SYDNEY • A drive-by shooting outside a nightclub in Melbourne inflicted "horrific injuries" that killed a security guard and wounded three men, Australian police said yesterday, but there was no suggestion yet that the attack was terror-related.
Australia has some of the world's toughest gun control laws, adopted after its worst mass murder, when a gunman killed 35 people at Port Arthur in the island state of Tasmania in 1996.
Yesterday's shooting took place around 3.20am local time in the lively entertainment district of Melbourne's south-eastern suburb of Prahran, police said.
Three security guards and a man queueing to enter were taken to hospital with gunshot injuries, police said in a televised news conference in Melbourne.
"It would appear that shots have been discharged from a car in this area into a crowd standing outside the nightclub," homicide inspector Andrew Stamper said.
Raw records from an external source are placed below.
//! Driving extraction across every page of a listing.

use reqwest::Client;
use scraper::Html;
use tracing::{debug, info, instrument, warn};

use crate::config::{ClientConfig, ExtractionConfig, Grouping};
use crate::error::{Error, Result};
use crate::fetch::{HttpFetcher, PageFetcher};
use crate::listing;
use crate::poster::{ImdbPosters, PosterLookup};
use crate::redirect;
use crate::{Movie, Theater};

/// Result of a full listing extraction, shaped by the grouping.
#[derive(Debug, Clone, PartialEq, Eq)]
pub enum Listings {
    Theaters(Vec<Theater>),
    Movies(Vec<Movie>),
}

impl Listings {
    pub fn len(&self) -> usize {
        match self {
            Listings::Theaters(t) => t.len(),
            Listings::Movies(m) => m.len(),
        }
    }

    pub fn is_empty(&self) -> bool {
        self.len() == 0
    }
}

/// Entry point for showtime extraction.
///
/// Holds no per-request state; one instance can serve concurrent requests.
pub struct Showtimes {
    fetcher: Box<dyn PageFetcher>,
    posters: Box<dyn PosterLookup>,
    config: ClientConfig,
}

impl Showtimes {
    pub fn new(config: ClientConfig) -> Self {
        let client = Client::new();
        let fetcher = HttpFetcher::new(client.clone(), &config);
        let posters = ImdbPosters::new(client).with_user_agent(config.user_agent.clone());
        Self::with_collaborators(fetcher, posters, config)
    }

    pub fn with_collaborators(
        fetcher: impl PageFetcher + 'static,
        posters: impl PosterLookup + 'static,
        config: ClientConfig,
    ) -> Self {
        Self {
            fetcher: Box::new(fetcher),
            posters: Box::new(posters),
            config,
        }
    }

    /// All theaters near `location`, each with its movies.
    pub async fn theaters(&self, location: &str, date_offset: i32) -> Result<Vec<Theater>> {
        let options = ExtractionConfig::new(date_offset, Grouping::ByTheater);
        self.paginate(location, options, listing::theaters).await
    }

    /// All movies near `location`, each with the theaters showing it.
    pub async fn movies(&self, location: &str, date_offset: i32) -> Result<Vec<Movie>> {
        let options = ExtractionConfig::new(date_offset, Grouping::ByMovie);
        self.paginate(location, options, listing::movies).await
    }

    pub async fn listings(&self, location: &str, options: ExtractionConfig) -> Result<Listings> {
        match options.grouping {
            Grouping::ByTheater => self
                .paginate(location, options, listing::theaters)
                .await
                .map(Listings::Theaters),
            Grouping::ByMovie => self
                .paginate(location, options, listing::movies)
                .await
                .map(Listings::Movies),
        }
    }

    /// One movie by id with the theaters showing it, plus its poster when IMDb knows it.
    #[instrument(skip(self))]
    pub async fn movie(&self, location: &str, mid: &str, date_offset: i32) -> Result<Movie> {
        let query = [
            ("near", location.to_string()),
            ("mid", mid.to_string()),
            ("date", date_offset.to_string()),
        ];
        let body = self.fetcher.fetch(&query).await?;
        let mut movie = {
            let doc = Html::parse_document(&body);
            let mut movies = listing::movies(&doc)?;
            let index = movies.iter().position(|m| m.id == mid).unwrap_or(0);
            if index >= movies.len() {
                return Err(Error::EmptyResult(format!("movie {mid} has no listing")));
            }
            movies.swap_remove(index)
        };

        if let Some(imdb_id) = movie.imdb.as_deref().and_then(redirect::imdb_id) {
            match self.posters.poster(&imdb_id).await {
                Ok(poster) => movie.poster_url = poster,
                Err(e) => warn!(%imdb_id, error = %e, "poster lookup failed"),
            }
        }
        Ok(movie)
    }

    fn page_query(
        &self,
        location: &str,
        options: ExtractionConfig,
        page: u32,
    ) -> Vec<(&'static str, String)> {
        let mut query = vec![
            ("near", location.to_string()),
            ("date", options.date_offset.to_string()),
            ("start", (page * self.config.page_size).to_string()),
        ];
        if options.grouping == Grouping::ByMovie {
            query.push(("sort", "1".to_string()));
        }
        query
    }

    /// Fetch pages one at a time from offset 0, accumulating records until the page has no
    /// "Next" control. Any failure, including running past `max_pages`, abandons the pages
    /// gathered so far.
    #[instrument(skip(self, extract), fields(grouping = ?options.grouping))]
    async fn paginate<T>(
        &self,
        location: &str,
        options: ExtractionConfig,
        extract: fn(&Html) -> Result<Vec<T>>,
    ) -> Result<Vec<T>> {
        let mut accumulated = Vec::new();
        for page in 0..self.config.max_pages {
            let query = self.page_query(location, options, page);
            let body = self.fetcher.fetch(&query).await?;
            let (records, has_next) = {
                let doc = Html::parse_document(&body);
                (extract(&doc)?, listing::has_next_page(&doc)?)
            };
            info!(page, records = records.len(), "extracted listing page");
            accumulated.extend(records);
            if !has_next {
                debug!(pages = page + 1, total = accumulated.len(), "reached last page");
                return Ok(accumulated);
            }
        }
        warn!(
            max_pages = self.config.max_pages,
            "page limit reached before the last page"
        );
        Err(Error::PageLimit {
            max_pages: self.config.max_pages,
        })
    }
}

#[cfg(test)]
mod tests {
    use super::*;
    use std::sync::Mutex;

    struct FakePages {
        pages: Vec<String>,
        queries: Mutex<Vec<Vec<(String, String)>>>,
    }

    impl FakePages {
        fn new(pages: Vec<String>) -> Self {
            Self {
                pages,
                queries: Mutex::new(Vec::new()),
            }
        }

        fn queries(&self) -> Vec<Vec<(String, String)>> {
            self.queries.lock().unwrap().clone()
        }
    }

    #[async_trait::async_trait]
    impl PageFetcher for std::sync::Arc<FakePages> {
        async fn fetch(&self, query: &[(&str, String)]) -> Result<String> {
            let mut queries = self.queries.lock().unwrap();
            let call = queries.len();
            queries.push(query.iter().map(|(k, v)| (k.to_string(), v.clone())).collect());
            self.pages.get(call).cloned().ok_or(Error::Status {
                status: 500,
                url: "fake".to_string(),
            })
        }
    }

    struct FixedPoster(Option<&'static str>);

    #[async_trait::async_trait]
    impl PosterLookup for FixedPoster {
        async fn poster(&self, _imdb_id: &str) -> Result<Option<String>> {
            match self.0 {
                Some(src) => Ok(Some(src.to_string())),
                None => Err(Error::Status {
                    status: 404,
                    url: "imdb".to_string(),
                }),
            }
        }
    }

    fn movie(name: &str, imdb: bool) -> String {
        let imdb_link = if imdb {
            r#" - <a href="/url?q=http://www.imdb.com/title/tt0371746/&amp;sa=X">IMDb</a>"#
        } else {
            ""
        };
        format!(
            r#"<div class="movie"><div class="name"><a href="/movies?mid={name}">{name}</a></div>
               <span class="info">1hr 30min - Rated R - Drama{imdb_link}</span>
               <div class="syn"><span>About {name}.</span></div>
               <div class="times">7:00  9:30pm</div></div>"#
        )
    }

    fn theater_page(theaters: &[&str], next: bool) -> String {
        let blocks: String = theaters
            .iter()
            .map(|name| {
                format!(
                    r#"<div class="theater"><div class="desc"><h2 class="name"><a href="/movies?tid={name}">{name}</a></h2>
                       <div class="info">1 Main St - 555-0100</div></div>
                       <div class="showtimes">{}</div></div>"#,
                    movie("Heat", false)
                )
            })
            .collect();
        let navbar = if next {
            r#"<div id="navbar"><table><tr><td><a href="/movies?start=10">Next</a></td></tr></table></div>"#
        } else {
            r#"<div id="navbar"><table><tr><td>1</td></tr></table></div>"#
        };
        format!(r#"<html><body><div id="results">{blocks}</div>{navbar}</body></html>"#)
    }

    fn movie_page(movies: &[&str], next: bool) -> String {
        let blocks: String = movies
            .iter()
            .map(|name| {
                format!(
                    r#"<div class="movie"><div class="desc"><h2 class="name"><a href="/movies?mid={name}">{name}</a></h2>
                       <div class="info">1hr 30min - Rated R - Drama - <a href="/url?q=http://www.imdb.com/title/tt0371746/&amp;sa=X">IMDb</a></div>
                       <div class="syn"><span>About {name}.</span></div></div>
                       <div class="showtimes"><div class="theater"><div class="name">Castro</div>
                       <div class="address">429 Castro St</div><div class="times">7:00  9:30pm</div></div></div></div>"#
                )
            })
            .collect();
        let navbar = if next {
            r#"<div id="navbar"><table><tr><td><a href="/movies?start=10">Next</a></td></tr></table></div>"#
        } else {
            ""
        };
        format!(r#"<html><body><div id="results">{blocks}</div>{navbar}</body></html>"#)
    }

    fn showtimes(pages: Vec<String>, config: ClientConfig) -> (Showtimes, std::sync::Arc<FakePages>) {
        let fake = std::sync::Arc::new(FakePages::new(pages));
        let showtimes =
            Showtimes::with_collaborators(fake.clone(), FixedPoster(Some("/poster.jpg")), config);
        (showtimes, fake)
    }

    fn param<'a>(query: &'a [(String, String)], key: &str) -> Option<&'a str> {
        query.iter().find(|(k, _)| k == key).map(|(_, v)| v.as_str())
    }

    #[tokio::test]
    async fn concatenates_pages_in_order() {
        let pages = vec![
            theater_page(&["a1", "a2"], true),
            theater_page(&["b1"], true),
            theater_page(&["c1"], false),
        ];
        let (showtimes, fake) = showtimes(pages, ClientConfig::default());

        let theaters = showtimes.theaters("94103", 2).await.unwrap();
        let ids: Vec<&str> = theaters.iter().map(|t| t.id.as_str()).collect();
        assert_eq!(ids, vec!["a1", "a2", "b1", "c1"]);
        assert_eq!(theaters[0].movies[0].showtimes, vec!["7:00pm", "9:30pm"]);

        let queries = fake.queries();
        assert_eq!(queries.len(), 3);
        let starts: Vec<&str> = queries.iter().filter_map(|q| param(q, "start")).collect();
        assert_eq!(starts, vec!["0", "10", "20"]);
        assert!(queries.iter().all(|q| param(q, "near") == Some("94103")));
        assert!(queries.iter().all(|q| param(q, "date") == Some("2")));
        assert!(queries.iter().all(|q| param(q, "sort").is_none()));
    }

    #[tokio::test]
    async fn failure_discards_earlier_pages() {
        // Second page is missing, so the fake reports a server error.
        let pages = vec![theater_page(&["a1"], true)];
        let (showtimes, fake) = showtimes(pages, ClientConfig::default());

        let err = showtimes.theaters("94103", 0).await.unwrap_err();
        assert!(err.is_transport());
        assert_eq!(fake.queries().len(), 2);
    }

    #[tokio::test]
    async fn empty_first_page_is_an_error() {
        let pages = vec![
            r#"<html><body><div id="results">No showtimes were found.</div></body></html>"#
                .to_string(),
        ];
        let (showtimes, _) = showtimes(pages, ClientConfig::default());

        match showtimes.theaters("00000", 0).await {
            Err(Error::EmptyResult(msg)) => assert_eq!(msg, "No showtimes were found."),
            other => panic!("expected EmptyResult, got {other:?}"),
        }
    }

    #[tokio::test]
    async fn movie_grouping_sorts_and_stops_on_last_page() {
        let pages = vec![movie_page(&["m1"], true), movie_page(&["m2", "m3"], false)];
        let (showtimes, fake) = showtimes(pages, ClientConfig::default());

        let listings = showtimes
            .listings("94103", ExtractionConfig::new(0, Grouping::ByMovie))
            .await
            .unwrap();
        let Listings::Movies(movies) = listings else {
            panic!("expected movies");
        };
        let ids: Vec<&str> = movies.iter().map(|m| m.id.as_str()).collect();
        assert_eq!(ids, vec!["m1", "m2", "m3"]);
        assert_eq!(movies[2].theaters[0].showtimes, vec!["7:00pm", "9:30pm"]);

        let queries = fake.queries();
        assert_eq!(queries.len(), 2);
        assert!(queries.iter().all(|q| param(q, "sort") == Some("1")));
    }

    #[tokio::test]
    async fn page_limit_is_an_error() {
        let pages = vec![
            theater_page(&["a"], true),
            theater_page(&["b"], true),
            theater_page(&["c"], true),
        ];
        let (showtimes, fake) = showtimes(pages, ClientConfig::default().with_max_pages(2));

        let err = showtimes.theaters("94103", 0).await.unwrap_err();
        assert!(matches!(err, Error::PageLimit { max_pages: 2 }));
        assert_eq!(fake.queries().len(), 2);
    }

    #[tokio::test]
    async fn single_movie_with_poster() {
        let pages = vec![movie_page(&["other", "m7"], false)];
        let (showtimes, fake) = showtimes(pages, ClientConfig::default());

        let movie = showtimes.movie("94103", "m7", 1).await.unwrap();
        assert_eq!(movie.id, "m7");
        assert_eq!(movie.poster_url.as_deref(), Some("/poster.jpg"));
        assert_eq!(movie.theaters.len(), 1);

        let queries = fake.queries();
        assert_eq!(param(&queries[0], "mid"), Some("m7"));
        assert_eq!(param(&queries[0], "date"), Some("1"));
    }

    #[tokio::test]
    async fn poster_failure_leaves_poster_absent() {
        let fake = std::sync::Arc::new(FakePages::new(vec![movie_page(&["m7"], false)]));
        let showtimes =
            Showtimes::with_collaborators(fake, FixedPoster(None), ClientConfig::default());

        let movie = showtimes.movie("94103", "m7", 0).await.unwrap();
        assert_eq!(movie.poster_url, None);
        assert!(movie.imdb.is_some());
    }

    #[tokio::test]
    async fn theater_page_movies_without_imdb() {
        let (showtimes, _) = showtimes(vec![theater_page(&["solo"], false)], ClientConfig::default());
        let theaters = showtimes.theaters("94103", 0).await.unwrap();
        assert_eq!(theaters.len(), 1);
        assert_eq!(theaters[0].movies[0].imdb, None);
        assert_eq!(theaters[0].movies[0].description, "About Heat.");
    }

    #[test]
    fn listings_len() {
        assert!(Listings::Movies(Vec::new()).is_empty());
        assert_eq!(Listings::Theaters(vec![Theater::default()]).len(), 1);
    }
}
The victims suffered "horrific injuries" from a weapon fired in close proximity, he added.
One guard died in hospital, another man was in critical condition and two escaped life-threatening injuries. One guard was shot in the face, The Age newspaper said.
However, there was no suggestion yet that the attack was terror-related, a police spokesman said.
Detectives are expected to investigate links between an outlawed motorcycle gang and the club, The Age said.
Bloodstained clothing and bullet casings littered the street outside the entrance to the second-storey Love Machine nightclub early yesterday.
Neighbouring New Zealand has adopted legislation to ban semi-automatic firearms and assault rifles after its worst peacetime shooting last month, which killed 50 worshippers in two mosques in the city of Christchurch.